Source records
■ ■ ■ ■

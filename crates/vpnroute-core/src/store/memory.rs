// # Memory Route Store
//
// In-process implementation of RouteStore.
//
// ## Purpose
//
// Behaves like the remote VPN server API without a network:
// - unknown servers are reported as `ServerNotFound`
// - route changes are rejected with `ServerOnline` while a server is running
// - a network can only be routed once per server
// - route identifiers are 24 hex digits, assigned on creation
// - `network` is immutable once the route exists
//
// ## When to Use
//
// - Tests and demos
// - Dry runs of a route configuration before pointing it at a real server

use async_trait::async_trait;
use std::collections::HashMap;
use std::sync::Arc;
use std::sync::atomic::{AtomicU64, Ordering};
use tokio::sync::RwLock;

use crate::Error;
use crate::config::RouteStoreConfig;
use crate::traits::{Route, RoutePayload, RouteStore, RouteStoreFactory, Server, ServerStatus};

#[derive(Debug, Clone)]
struct ServerEntry {
    server: Server,
    routes: Vec<Route>,
}

/// In-memory route store
///
/// # Example
///
/// ```rust,no_run
/// use vpnroute_core::store::MemoryRouteStore;
/// use vpnroute_core::traits::{RouteStore, ServerStatus};
///
/// #[tokio::main]
/// async fn main() -> Result<(), Box<dyn std::error::Error>> {
///     let store = MemoryRouteStore::new();
///     store.add_server("60cd0be07723cf3c9114686c", ServerStatus::Online).await;
///
///     let server = store.get_server("60cd0be07723cf3c9114686c").await?;
///     assert!(server.is_online());
///
///     Ok(())
/// }
/// ```
#[derive(Debug, Clone)]
pub struct MemoryRouteStore {
    servers: Arc<RwLock<HashMap<String, ServerEntry>>>,
    next_id: Arc<AtomicU64>,
    id_prefix: u32,
}

impl MemoryRouteStore {
    /// Create an empty store with no servers
    pub fn new() -> Self {
        Self {
            servers: Arc::new(RwLock::new(HashMap::new())),
            next_id: Arc::new(AtomicU64::new(1)),
            id_prefix: chrono::Utc::now().timestamp() as u32,
        }
    }

    /// Register a server with the given status
    ///
    /// Re-adding an existing server resets its status and keeps its routes.
    pub async fn add_server(&self, server_id: &str, status: ServerStatus) {
        let mut servers = self.servers.write().await;
        servers
            .entry(server_id.to_string())
            .and_modify(|entry| entry.server.status = status)
            .or_insert_with(|| ServerEntry {
                server: Server::new(server_id, status),
                routes: Vec::new(),
            });
    }

    /// Current status of a server, if it exists
    pub async fn server_status(&self, server_id: &str) -> Option<ServerStatus> {
        let servers = self.servers.read().await;
        servers.get(server_id).map(|entry| entry.server.status)
    }

    /// Number of routes on a server (0 for unknown servers)
    pub async fn route_count(&self, server_id: &str) -> usize {
        let servers = self.servers.read().await;
        servers.get(server_id).map_or(0, |entry| entry.routes.len())
    }

    /// Remove a route behind the reconciler's back (simulates remote drift)
    pub async fn remove_route_out_of_band(&self, server_id: &str, route_id: &str) -> bool {
        let mut servers = self.servers.write().await;
        match servers.get_mut(server_id) {
            Some(entry) => {
                let before = entry.routes.len();
                entry.routes.retain(|route| route.id != route_id);
                entry.routes.len() != before
            }
            None => false,
        }
    }

    fn generate_id(&self) -> String {
        let seq = self.next_id.fetch_add(1, Ordering::SeqCst);
        format!("{:08x}{:016x}", self.id_prefix, seq)
    }
}

impl Default for MemoryRouteStore {
    fn default() -> Self {
        Self::new()
    }
}

/// Find a server that may be mutated
fn stopped_entry<'a>(
    servers: &'a mut HashMap<String, ServerEntry>,
    server_id: &str,
) -> Result<&'a mut ServerEntry, Error> {
    let entry = servers
        .get_mut(server_id)
        .ok_or_else(|| Error::ServerNotFound(server_id.to_string()))?;

    if entry.server.is_online() {
        return Err(Error::ServerOnline(server_id.to_string()));
    }
    Ok(entry)
}

#[async_trait]
impl RouteStore for MemoryRouteStore {
    async fn get_server(&self, server_id: &str) -> Result<Server, Error> {
        let servers = self.servers.read().await;
        servers
            .get(server_id)
            .map(|entry| entry.server.clone())
            .ok_or_else(|| Error::ServerNotFound(server_id.to_string()))
    }

    async fn stop_server(&self, server_id: &str) -> Result<(), Error> {
        let mut servers = self.servers.write().await;
        let entry = servers
            .get_mut(server_id)
            .ok_or_else(|| Error::ServerNotFound(server_id.to_string()))?;
        entry.server.status = ServerStatus::Offline;
        Ok(())
    }

    async fn start_server(&self, server_id: &str) -> Result<(), Error> {
        let mut servers = self.servers.write().await;
        let entry = servers
            .get_mut(server_id)
            .ok_or_else(|| Error::ServerNotFound(server_id.to_string()))?;
        entry.server.status = ServerStatus::Online;
        Ok(())
    }

    async fn get_routes_by_server(&self, server_id: &str) -> Result<Vec<Route>, Error> {
        let servers = self.servers.read().await;
        servers
            .get(server_id)
            .map(|entry| entry.routes.clone())
            .ok_or_else(|| Error::ServerNotFound(server_id.to_string()))
    }

    async fn add_route_to_server(
        &self,
        server_id: &str,
        payload: &RoutePayload,
    ) -> Result<Route, Error> {
        let mut servers = self.servers.write().await;
        let entry = stopped_entry(&mut servers, server_id)?;

        if entry.routes.iter().any(|r| r.network == payload.network) {
            return Err(Error::route_store(format!(
                "Route for {} already exists on server {}",
                payload.network, server_id
            )));
        }

        let route = Route {
            id: self.generate_id(),
            server_id: server_id.to_string(),
            network: payload.network.clone(),
            comment: payload.comment.clone(),
            nat: payload.nat,
            net_gateway: payload.net_gateway,
        };
        entry.routes.push(route.clone());

        tracing::debug!("Added route {} ({}) to server {}", route.id, route.network, server_id);
        Ok(route)
    }

    async fn update_route_on_server(&self, server_id: &str, route: &Route) -> Result<(), Error> {
        let mut servers = self.servers.write().await;
        let entry = stopped_entry(&mut servers, server_id)?;

        let existing = entry
            .routes
            .iter_mut()
            .find(|r| r.id == route.id)
            .ok_or_else(|| Error::route_not_found(server_id, &route.id))?;

        if existing.network != route.network {
            return Err(Error::route_store(format!(
                "Route {} network cannot be changed from {} to {}",
                route.id, existing.network, route.network
            )));
        }

        existing.comment = route.comment.clone();
        existing.nat = route.nat;
        existing.net_gateway = route.net_gateway;
        Ok(())
    }

    async fn delete_route_from_server(&self, server_id: &str, route: &Route) -> Result<(), Error> {
        let mut servers = self.servers.write().await;
        let entry = stopped_entry(&mut servers, server_id)?;

        let before = entry.routes.len();
        entry.routes.retain(|r| r.id != route.id);
        if entry.routes.len() == before {
            return Err(Error::route_not_found(server_id, &route.id));
        }
        Ok(())
    }

    fn store_name(&self) -> &'static str {
        "memory"
    }
}

/// Factory for the `memory` route store type
pub struct MemoryRouteStoreFactory;

impl RouteStoreFactory for MemoryRouteStoreFactory {
    fn create(&self, config: &RouteStoreConfig) -> Result<Arc<dyn RouteStore>, Error> {
        match config {
            RouteStoreConfig::Memory { servers } => {
                let store = MemoryRouteStore::new();
                {
                    // nothing else can hold the lock yet
                    let mut map = store
                        .servers
                        .try_write()
                        .map_err(|e| Error::route_store(e.to_string()))?;
                    for seed in servers {
                        map.insert(
                            seed.id.clone(),
                            ServerEntry {
                                server: Server::new(&seed.id, seed.status),
                                routes: Vec::new(),
                            },
                        );
                    }
                }
                Ok(Arc::new(store))
            }
            _ => Err(Error::config("Invalid config for memory route store")),
        }
    }
}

■ ■ ■ ■

Preserving every character, copy the records above out again.

filename crates/vpnroute-core/src/store/memory.rs
// # Memory Route Store
//
// In-process implementation of RouteStore.
//
// ## Purpose
//
// Behaves like the remote VPN server API without a network:
// - unknown servers are reported as `ServerNotFound`
// - route changes are rejected with `ServerOnline` while a server is running
// - a network can only be routed once per server
// - route identifiers are 24 hex digits, assigned on creation
// - `network` is immutable once the route exists
//
// ## When to Use
//
// - Tests and demos
// - Dry runs of a route configuration before pointing it at a real server

use async_trait::async_trait;
use std::collections::HashMap;
use std::sync::Arc;
use std::sync::atomic::{AtomicU64, Ordering};
use tokio::sync::RwLock;

use crate::Error;
use crate::config::RouteStoreConfig;
use crate::traits::{Route, RoutePayload, RouteStore, RouteStoreFactory, Server, ServerStatus};

#[derive(Debug, Clone)]
struct ServerEntry {
    server: Server,
    routes: Vec<Route>,
}

/// In-memory route store
///
/// # Example
///
/// ```rust,no_run
/// use vpnroute_core::store::MemoryRouteStore;
/// use vpnroute_core::traits::{RouteStore, ServerStatus};
///
/// #[tokio::main]
/// async fn main() -> Result<(), Box<dyn std::error::Error>> {
///     let store = MemoryRouteStore::new();
///     store.add_server("60cd0be07723cf3c9114686c", ServerStatus::Online).await;
///
///     let server = store.get_server("60cd0be07723cf3c9114686c").await?;
///     assert!(server.is_online());
///
///     Ok(())
/// }
/// ```
#[derive(Debug, Clone)]
pub struct MemoryRouteStore {
    servers: Arc<RwLock<HashMap<String, ServerEntry>>>,
    next_id: Arc<AtomicU64>,
    id_prefix: u32,
}

impl MemoryRouteStore {
    /// Create an empty store with no servers
    pub fn new() -> Self {
        Self {
            servers: Arc::new(RwLock::new(HashMap::new())),
            next_id: Arc::new(AtomicU64::new(1)),
            id_prefix: chrono::Utc::now().timestamp() as u32,
        }
    }

    /// Register a server with the given status
    ///
    /// Re-adding an existing server resets its status and keeps its routes.
    pub async fn add_server(&self, server_id: &str, status: ServerStatus) {
        let mut servers = self.servers.write().await;
        servers
            .entry(server_id.to_string())
            .and_modify(|entry| entry.server.status = status)
            .or_insert_with(|| ServerEntry {
                server: Server::new(server_id, status),
                routes: Vec::new(),
            });
    }

    /// Current status of a server, if it exists
    pub async fn server_status(&self, server_id: &str) -> Option<ServerStatus> {
        let servers = self.servers.read().await;
        servers.get(server_id).map(|entry| entry.server.status)
    }

    /// Number of routes on a server (0 for unknown servers)
    pub async fn route_count(&self, server_id: &str) -> usize {
        let servers = self.servers.read().await;
        servers.get(server_id).map_or(0, |entry| entry.routes.len())
    }

    /// Remove a route behind the reconciler's back (simulates remote drift)
    pub async fn remove_route_out_of_band(&self, server_id: &str, route_id: &str) -> bool {
        let mut servers = self.servers.write().await;
        match servers.get_mut(server_id) {
            Some(entry) => {
                let before = entry.routes.len();
                entry.routes.retain(|route| route.id != route_id);
                entry.routes.len() != before
            }
            None => false,
        }
    }

    fn generate_id(&self) -> String {
        let seq = self.next_id.fetch_add(1, Ordering::SeqCst);
        format!("{:08x}{:016x}", self.id_prefix, seq)
    }
}

impl Default for MemoryRouteStore {
    fn default() -> Self {
        Self::new()
    }
}

/// Find a server that may be mutated
fn stopped_entry<'a>(
    servers: &'a mut HashMap<String, ServerEntry>,
    server_id: &str,
) -> Result<&'a mut ServerEntry, Error> {
    let entry = servers
        .get_mut(server_id)
        .ok_or_else(|| Error::ServerNotFound(server_id.to_string()))?;

    if entry.server.is_online() {
        return Err(Error::ServerOnline(server_id.to_string()));
    }
    Ok(entry)
}

#[async_trait]
impl RouteStore for MemoryRouteStore {
    async fn get_server(&self, server_id: &str) -> Result<Server, Error> {
        let servers = self.servers.read().await;
        servers
            .get(server_id)
            .map(|entry| entry.server.clone())
            .ok_or_else(|| Error::ServerNotFound(server_id.to_string()))
    }

    async fn stop_server(&self, server_id: &str) -> Result<(), Error> {
        let mut servers = self.servers.write().await;
        let entry = servers
            .get_mut(server_id)
            .ok_or_else(|| Error::ServerNotFound(server_id.to_string()))?;
        entry.server.status = ServerStatus::Offline;
        Ok(())
    }

    async fn start_server(&self, server_id: &str) -> Result<(), Error> {
        let mut servers = self.servers.write().await;
        let entry = servers
            .get_mut(server_id)
            .ok_or_else(|| Error::ServerNotFound(server_id.to_string()))?;
        entry.server.status = ServerStatus::Online;
        Ok(())
    }

    async fn get_routes_by_server(&self, server_id: &str) -> Result<Vec<Route>, Error> {
        let servers = self.servers.read().await;
        servers
            .get(server_id)
            .map(|entry| entry.routes.clone())
            .ok_or_else(|| Error::ServerNotFound(server_id.to_string()))
    }

    async fn add_route_to_server(
        &self,
        server_id: &str,
        payload: &RoutePayload,
    ) -> Result<Route, Error> {
        let mut servers = self.servers.write().await;
        let entry = stopped_entry(&mut servers, server_id)?;

        if entry.routes.iter().any(|r| r.network == payload.network) {
            return Err(Error::route_store(format!(
                "Route for {} already exists on server {}",
                payload.network, server_id
            )));
        }

        let route = Route {
            id: self.generate_id(),
            server_id: server_id.to_string(),
            network: payload.network.clone(),
            comment: payload.comment.clone(),
            nat: payload.nat,
            net_gateway: payload.net_gateway,
        };
        entry.routes.push(route.clone());

        tracing::debug!("Added route {} ({}) to server {}", route.id, route.network, server_id);
        Ok(route)
    }

    async fn update_route_on_server(&self, server_id: &str, route: &Route) -> Result<(), Error> {
        let mut servers = self.servers.write().await;
        let entry = stopped_entry(&mut servers, server_id)?;

        let existing = entry
            .routes
            .iter_mut()
            .find(|r| r.id == route.id)
            .ok_or_else(|| Error::route_not_found(server_id, &route.id))?;

        if existing.network != route.network {
            return Err(Error::route_store(format!(
                "Route {} network cannot be changed from {} to {}",
                route.id, existing.network, route.network
            )));
        }

        existing.comment = route.comment.clone();
        existing.nat = route.nat;
        existing.net_gateway = route.net_gateway;
        Ok(())
    }

    async fn delete_route_from_server(&self, server_id: &str, route: &Route) -> Result<(), Error> {
        let mut servers = self.servers.write().await;
        let entry = stopped_entry(&mut servers, server_id)?;

        let before = entry.routes.len();
        entry.routes.retain(|r| r.id != route.id);
        if entry.routes.len() == before {
            return Err(Error::route_not_found(server_id, &route.id));
        }
        Ok(())
    }

    fn store_name(&self) -> &'static str {
        "memory"
    }
}

/// Factory for the `memory` route store type
pub struct MemoryRouteStoreFactory;

impl RouteStoreFactory for MemoryRouteStoreFactory {
    fn create(&self, config: &RouteStoreConfig) -> Result<Arc<dyn RouteStore>, Error> {
        match config {
            RouteStoreConfig::Memory { servers } => {
                let store = MemoryRouteStore::new();
                {
                    // nothing else can hold the lock yet
                    let mut map = store
                        .servers
                        .try_write()
                        .map_err(|e| Error::route_store(e.to_string()))?;
                    for seed in servers {
                        map.insert(
                            seed.id.clone(),
                            ServerEntry {
                                server: Server::new(&seed.id, seed.status),
                                routes: Vec::new(),
                            },
                        );
                    }
                }
                Ok(Arc::new(store))
            }
            _ => Err(Error::config("Invalid config for memory route store")),
        }
    }
}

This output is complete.